PULLMAN PORTERS: CIVIL RIGHTS RISING FROM THE RAILS

Series:   Black History Month

Presenter: Jane Marshall

Target Audience: Students in grades 5 -12

LEARNING OBJECTIVES:

Students will learn:

  • Economic, cultural, and social characteristics after 1865 (the ending of the Atlantic slave trade, how slaves forged their own culture in the face of oppression, the experiences of escaped and freed slaves)

 

  • The social and cultural influence of former slaves in cities of the North (their leadership of African-American communities, how they advanced the rights and interests of African Americans)

 

  • The role  of transportation and its impact on African-American migration

 

  • Explore Pullman porters' work, Brotherhood of Sleeping Car Porters (BSCP), Asa Philip Randolph, the BSCP Ladies Auxiliary, and Halena Wilson

 

  • Explain the importance of the train to the lives of Southern African Americans and discuss its symbolism.

 

PRE-ACTIVITIES:

1) Students should read segments from this definitive book on Pullman Porters:

 

Rising from the Rails: Pullman Porters and the Making of the Black Middle Class

Larry Tye, Macmillan, 2004

 

2) Listen to these NPR interviews with author, Larry Tye :

 

 

3) Ask students for reasons behind the shifts in the African American population following the end of the Civil War.  Continue the discussion until students have identified some reasons such as job and school opportunities; family ties.

4) Students will research Pullman porters' work routines and evaluate their impact on migration in the United States.

 

 

Program Description:

 

Rising from near-servitude in the years following the Civil War, Pullman Porters became the backbone of the rail industry and ambassadors of middle class culture.  The story of the Pullman Porters is a relatively unknown story about black America, but it’s a great American success story.  The Pullman porter as a social force shows the importance of this nearly forgotten group of workers who almost single-handedly created the black middle class out of poverty-stricken ex-slaves.  They embraced the  necessity of education and experience, worked hard at their jobs and left a strong legacy in their descendents, and  helped to organize and fund the civil rights movement.
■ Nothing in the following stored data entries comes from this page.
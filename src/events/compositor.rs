//! Decoded primitives exchanged with the compositor.
//!
//! The transport delivers these already decoded; the session never sees bytes.

use serde::{Deserialize, Serialize};
use std::fmt;

use super::window::{SurfaceId, Window};

/// Локальный идентификатор объекта протокола (выделяется клиентом)
#[derive(Debug, Clone, Copy, PartialEq, Eq, Hash, Serialize, Deserialize)]
pub struct ObjectHandle(pub u32);

impl fmt::Display for ObjectHandle {
    fn fmt(&self, f: &mut fmt::Formatter<'_>) -> fmt::Result {
        write!(f, "object@{}", self.0)
    }
}

/// Глобальные интерфейсы композитора, без которых оболочка не работает
#[derive(Debug, Clone, Copy, PartialEq, Eq, Hash)]
pub enum GlobalInterface {
    Shell,
    ShellSurface,
    Notification,
}

impl GlobalInterface {
    pub const REQUIRED: [GlobalInterface; 3] = [
        GlobalInterface::Shell,
        GlobalInterface::ShellSurface,
        GlobalInterface::Notification,
    ];

    pub fn protocol_name(&self) -> &'static str {
        match self {
            GlobalInterface::Shell => "tide_desktop_shell",
            GlobalInterface::ShellSurface => "tide_shell_surface",
            GlobalInterface::Notification => "tide_notification_daemon",
        }
    }

    pub fn from_protocol_name(name: &str) -> Option<Self> {
        Self::REQUIRED.into_iter().find(|iface| iface.protocol_name() == name)
    }
}

impl fmt::Display for GlobalInterface {
    fn fmt(&self, f: &mut fmt::Formatter<'_>) -> fmt::Result {
        f.write_str(self.protocol_name())
    }
}

/// Подключённый монитор
#[derive(Debug, Clone, PartialEq, Eq, Serialize, Deserialize)]
pub struct Output {
    pub id: u32,
    pub name: String,
    pub width: u32,
    pub height: u32,
}

/// Событие от композитора
#[derive(Debug, Clone, PartialEq, Eq, Serialize, Deserialize)]
#[serde(tag = "event", rename_all = "snake_case")]
pub enum CompositorEvent {
    /// Объявление глобального объекта реестром
    Global { name: u32, interface: String, version: u32 },
    GlobalRemoved { name: u32 },
    OutputAnnounced(Output),
    /// Ответ на `ShellRequest::Sync`
    Done { serial: u32 },
    WorkspaceAdded { object: u32 },
    WindowMapped(Window),
    WindowUnmapped { surface: SurfaceId },
    PrepareLockSurface,
    CursorChanged { cursor: String },
    KeyBindingTriggered { id: u32 },
}

/// Запрос к композитору
#[derive(Debug, Clone, PartialEq, Eq, Serialize, Deserialize)]
#[serde(tag = "request", rename_all = "snake_case")]
pub enum ShellRequest {
    GetRegistry { id: u32 },
    Bind { name: u32, interface: String, version: u32, id: u32 },
    Sync { serial: u32 },
    AddWorkspace,
    MinimizeWindows,
    RestoreWindows,
    AddKeyBinding { id: u32, key: u16, modifiers: u32 },
    DesktopReady,
    Release { id: u32 },
}

#[cfg(test)]
mod tests {
    use super::*;

    #[test]
    fn test_interface_lookup() {
        assert_eq!(
            GlobalInterface::from_protocol_name("tide_shell_surface"),
            Some(GlobalInterface::ShellSurface)
        );
        assert_eq!(GlobalInterface::from_protocol_name("wl_seat"), None);
    }

    #[test]
    fn test_event_wire_shape() {
        let event: CompositorEvent =
            serde_json::from_str(r#"{"event":"window_unmapped","surface":12}"#).unwrap();
        assert_eq!(event, CompositorEvent::WindowUnmapped { surface: SurfaceId(12) });

        let request = serde_json::to_string(&ShellRequest::Sync { serial: 3 }).unwrap();
        assert_eq!(request, r#"{"request":"sync","serial":3}"#);
    }
}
The porters' story is one of courage and fortitude in the face of racism.

 

As a teacher, Mrs. Jane Marshall had three former Pullman Porters come to her classroom in Virginia followed by Mrs. Rosina Tucker, a 103 year old African-American woman.  In support of her Pullman porter husband, Mrs. Tucker became an activities in the movement. Years later she spoke in schools, churches and a TV talk show to educate people about the movement. The videoconference, "Pullman Porters: Civil Rights Rising from the Rails," enables us to keep the story of the first black labor union alive. 

 

George Pullman brought out the first sleeping car in 1865, and by 1867, he was looking for a reliable way to staff the cars.  Pullman needed one single worker who would be hotelier, waiter, chambermaid, butler, and information desk. There was a new pool of workers to draw from, the former slaves from the South. Many had worked in plantation houses and were familiar with duties requiring close proximity to wealthy white folks.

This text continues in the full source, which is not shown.